IV. Radicalization and De-Radicalization
This paper is organized around themes to enable understanding on how de-radicalization can be approached. The discussion is informed by the growing body of literature on the subject as well as on terrorism and radicalisation, which are integral components of the same debate.
V. Urbanization and Violence
The growing global population is moving increasingly away from the countryside to an environment in cities unnatural to many agrarian communities. This paper explores in brief some of the complexities of this topic using an example of the Kenya’s Kibera district in Nairobi.
VI. Water & Conflict
As water becomes scarce, and the demand for water increases with the global population growing, there are signs of existing water treaties between states being broken and weak responses by regional bodies in facing the challenge.
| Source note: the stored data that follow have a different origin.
//! Named Entity Recognition (NER) module
//!
//! Rule-based recognition for English text: regex patterns for names,
//! organisations, places, dates and amounts, plus a gazetteer of known
//! terms. Capitalised function words that open a sentence are skipped so
//! "Yesterday Jon Smith" still yields "Jon Smith".

use std::collections::HashMap;

use harvest_core::{EntityType, GazetteerEntry};
use regex::Regex;

use crate::{EntityExtractor, ExtractedEntity};

const MONTHS: &str =
    "January|February|March|April|May|June|July|August|September|October|November|December";

/// Capitalised words that never start or end a name
const STOP_TOKENS: &[&str] = &[
    "A", "About", "After", "Also", "An", "And", "As", "At", "Before", "But", "By", "During",
    "Earlier", "Every", "For", "From", "He", "Her", "His", "However", "I", "If", "In", "Its",
    "It", "Last", "Later", "Meanwhile", "Next", "Of", "On", "Or", "Our", "She", "Since", "So",
    "That", "The", "Their", "Then", "These", "They", "This", "Those", "To", "Today", "Tomorrow",
    "We", "When", "While", "With", "Yesterday", "Monday", "Tuesday", "Wednesday", "Thursday",
    "Friday", "Saturday", "Sunday", "January", "February", "March", "April", "May", "June",
    "July", "August", "September", "October", "November", "December",
];

/// Places recognised without configuration
const DEFAULT_LOCATIONS: &[(&str, &[&str])] = &[
    ("United States", &["USA", "U.S."]),
    ("United Kingdom", &["UK"]),
    ("New York", &["NYC"]),
    ("San Francisco", &[]),
    ("London", &[]),
    ("Paris", &[]),
    ("Berlin", &[]),
    ("Tokyo", &[]),
    ("Boston", &[]),
    ("Seattle", &[]),
    ("Chicago", &[]),
    ("Germany", &[]),
    ("France", &[]),
    ("Japan", &[]),
    ("China", &[]),
    ("India", &[]),
    ("Canada", &[]),
];

// ============================================================================
// Rule-based NER
// ============================================================================

struct Pattern {
    regex: Regex,
    entity_type: EntityType,
    confidence: f32,
    /// Capture group holding the entity (0 = whole match)
    group: usize,
    /// Skip matches that open or close with a stop token
    stop_tokens: bool,
}

/// Dictionary entry for entity matching
#[derive(Debug, Clone)]
pub struct DictionaryEntry {
    pub term: String,
    pub entity_type: EntityType,
    pub aliases: Vec<String>,
}

/// Rule-based NER using regex patterns and dictionaries
pub struct RuleBasedNer {
    patterns: Vec<Pattern>,
    /// Known terms (term -> entry)
    dictionary: HashMap<String, DictionaryEntry>,
    /// Compiled matchers for dictionary terms and aliases
    matchers: Vec<(Regex, EntityType, f32)>,
}

impl RuleBasedNer {
    /// Create a rule-based NER with the default English rules
    pub fn new() -> Self {
        let mut ner = Self {
            patterns: Vec::new(),
            dictionary: HashMap::new(),
            matchers: Vec::new(),
        };

        ner.init_patterns();
        for (term, aliases) in DEFAULT_LOCATIONS {
            ner.add_term(term, EntityType::Location, aliases.to_vec());
        }
        ner
    }

    /// Create with extra gazetteer terms on top of the defaults
    pub fn with_gazetteer(entries: &[GazetteerEntry]) -> Self {
        let mut ner = Self::new();
        for entry in entries {
            let aliases = entry.aliases.iter().map(String::as_str).collect();
            ner.add_term(&entry.term, EntityType::from_label(&entry.entity_type), aliases);
        }
        ner
    }

    fn init_patterns(&mut self) {
        // People
        self.add_pattern(
            r"\b(?:Mr|Mrs|Ms|Dr|Prof)\.?[ \t]+[A-Z][a-z]+(?:[ \t]+[A-Z][a-z]+)?\b",
            EntityType::Person,
            0.85,
            0,
            false,
        );
        self.add_pattern(
            r"\b[A-Z](?:[a-z]+|\.)(?:[ \t]+[A-Z]\.)?[ \t]+[A-Z][a-z]+(?:-[A-Z][a-z]+)?\b",
            EntityType::Person,
            0.6,
            0,
            true,
        );

        // Organisations by legal or institutional suffix
        self.add_pattern(
            r"\b[A-Z][A-Za-z0-9&]*(?:[ \t]+[A-Z][A-Za-z0-9&]*)*[ \t]+(?:Inc|Corp|Corporation|Co|Ltd|LLC|GmbH|Company|Group|Labs|Systems|Technologies|University|Institute|Foundation|Bank)\b",
            EntityType::Organization,
            0.85,
            0,
            true,
        );

        // Places after a locative preposition
        self.add_pattern(
            r"\b(?:in|from|near)[ \t]+([A-Z][a-z]+(?:[ \t]+[A-Z][a-z]+)?)\b",
            EntityType::Location,
            0.55,
            1,
            true,
        );

        // Dates
        self.add_pattern(
            &format!(r"\b(?:{MONTHS})[ \t]+\d{{1,2}}(?:st|nd|rd|th)?,?[ \t]+\d{{4}}\b"),
            EntityType::Date,
            0.95,
            0,
            false,
        );
        self.add_pattern(
            &format!(r"\b\d{{1,2}}[ \t]+(?:{MONTHS})[ \t]+\d{{4}}\b"),
            EntityType::Date,
            0.95,
            0,
            false,
        );
        self.add_pattern(
            &format!(r"\b(?:{MONTHS})[ \t]+\d{{4}}\b"),
            EntityType::Date,
            0.9,
            0,
            false,
        );
        self.add_pattern(r"\b\d{4}-\d{2}-\d{2}\b", EntityType::Date, 0.95, 0, false);
        self.add_pattern(r"\b(?:19|20)\d{2}\b", EntityType::Date, 0.7, 0, false);

        // Amounts
        self.add_pattern(
            r"[$€£]\d{1,3}(?:,\d{3})*(?:\.\d+)?(?:[ \t]+(?:thousand|million|billion|trillion))?\b",
            EntityType::Money,
            0.9,
            0,
            false,
        );
        self.add_pattern(
            r"\b\d+(?:\.\d+)?(?:[ \t]+(?:million|billion))?[ \t]+(?:dollars|euros|pounds|USD|EUR|GBP)\b",
            EntityType::Money,
            0.85,
            0,
            false,
        );
    }

    /// Add a regex pattern
    fn add_pattern(
        &mut self,
        pattern: &str,
        entity_type: EntityType,
        confidence: f32,
        group: usize,
        stop_tokens: bool,
    ) {
        if let Ok(regex) = Regex::new(pattern) {
            self.patterns.push(Pattern {
                regex,
                entity_type,
                confidence,
                group,
                stop_tokens,
            });
        }
    }

    /// Add a dictionary term, matched case-insensitively on word boundaries
    pub fn add_term(&mut self, term: &str, entity_type: EntityType, aliases: Vec<&str>) {
        let entry = DictionaryEntry {
            term: term.to_string(),
            entity_type,
            aliases: aliases.iter().map(|s| s.to_string()).collect(),
        };

        if let Some(re) = term_matcher(term) {
            self.matchers.push((re, entity_type, 0.95));
        }
        for alias in &entry.aliases {
            if let Some(re) = term_matcher(alias) {
                self.matchers.push((re, entity_type, 0.9));
            }
        }

        self.dictionary.insert(term.to_string(), entry);
    }

    /// Look up a known term
    pub fn lookup(&self, term: &str) -> Option<&DictionaryEntry> {
        self.dictionary.get(term)
    }

    /// Extract entities using pattern matching
    fn extract_by_patterns(&self, text: &str) -> Vec<ExtractedEntity> {
        let mut entities = Vec::new();

        for pattern in &self.patterns {
            let mut pos = 0;
            while pos < text.len() {
                let Some(caps) = pattern.regex.captures_at(text, pos) else {
                    break;
                };
                let Some(mat) = caps.get(pattern.group) else {
                    break;
                };

                if pattern.stop_tokens {
                    let matched = mat.as_str();
                    if let Some(skip) = leading_stop_token(matched) {
                        // Retry from the next token so the rest can still match
                        pos = mat.start() + skip;
                        continue;
                    }
                    if ends_with_stop_token(matched) {
                        pos = mat.end();
                        continue;
                    }
                }

                entities.push(ExtractedEntity {
                    text: mat.as_str().to_string(),
                    entity_type: pattern.entity_type,
                    start: mat.start(),
                    end: mat.end(),
                    confidence: pattern.confidence,
                });
                pos = mat.end();
            }
        }

        entities
    }

    /// Extract entities using dictionary lookup
    fn extract_by_dictionary(&self, text: &str) -> Vec<ExtractedEntity> {
        let mut entities = Vec::new();

        for (regex, entity_type, confidence) in &self.matchers {
            for mat in regex.find_iter(text) {
                entities.push(ExtractedEntity {
                    text: mat.as_str().to_string(),
                    entity_type: *entity_type,
                    start: mat.start(),
                    end: mat.end(),
                    confidence: *confidence,
                });
            }
        }

        entities
    }

    /// Remove overlapping entities, keeping the longest then most confident
    fn deduplicate(&self, mut entities: Vec<ExtractedEntity>) -> Vec<ExtractedEntity> {
        entities.sort_by(|a, b| {
            a.start
                .cmp(&b.start)
                .then((b.end - b.start).cmp(&(a.end - a.start)))
                .then(b.confidence.total_cmp(&a.confidence))
        });

        let mut result: Vec<ExtractedEntity> = Vec::new();
        let mut covered_until = 0usize;

        for entity in entities {
            if entity.start < covered_until {
                continue;
            }
            covered_until = covered_until.max(entity.end);
            result.push(entity);
        }

        result
    }
}

impl Default for RuleBasedNer {
    fn default() -> Self {
        Self::new()
    }
}

impl EntityExtractor for RuleBasedNer {
    fn extract(&self, text: &str) -> Vec<ExtractedEntity> {
        let mut entities = self.extract_by_patterns(text);
        entities.extend(self.extract_by_dictionary(text));
        self.deduplicate(entities)
    }
}

fn term_matcher(term: &str) -> Option<Regex> {
    let term = term.trim();
    if term.is_empty() {
        return None;
    }

    let word = |c: Option<char>| c.map(|c| c.is_alphanumeric()).unwrap_or(false);
    let open = if word(term.chars().next()) { r"\b" } else { "" };
    let close = if word(term.chars().last()) { r"\b" } else { "" };

    Regex::new(&format!("(?i){open}{}{close}", regex::escape(term))).ok()
}

/// Byte length of a leading stop token plus its trailing whitespace
fn leading_stop_token(matched: &str) -> Option<usize> {
    let first = matched.split_whitespace().next()?;
    if !STOP_TOKENS.contains(&first) {
        return None;
    }
    let rest = &matched[first.len()..];
    let skip = first.len() + (rest.len() - rest.trim_start().len());
    (skip < matched.len()).then_some(skip)
}

fn ends_with_stop_token(matched: &str) -> bool {
    matched
        .split_whitespace()
        .last()
        .map(|last| STOP_TOKENS.contains(&last))
        .unwrap_or(false)
}

// ============================================================================
// Tests
// ============================================================================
Crucially, the areas most affected are those with the fastest growing and most poverty-stricken populations. This paper explores five areas of high risk of water conflict.
VII. The effects of small arms on society
This discussion paper looks at some of the effects of small arms, light and bladed weapons on society. The paper is not intended to answer questions or propose solutions, rather look at these weapons as an element in our society. As such, they can have a range of effects on people’s lives, from providing an income to causing direct or indirect costs on individuals or the society as a whole. While no specific country is at the centre of this paper, various examples from around the world will be used to support the discussion, including the US, Switzerland and Yemen.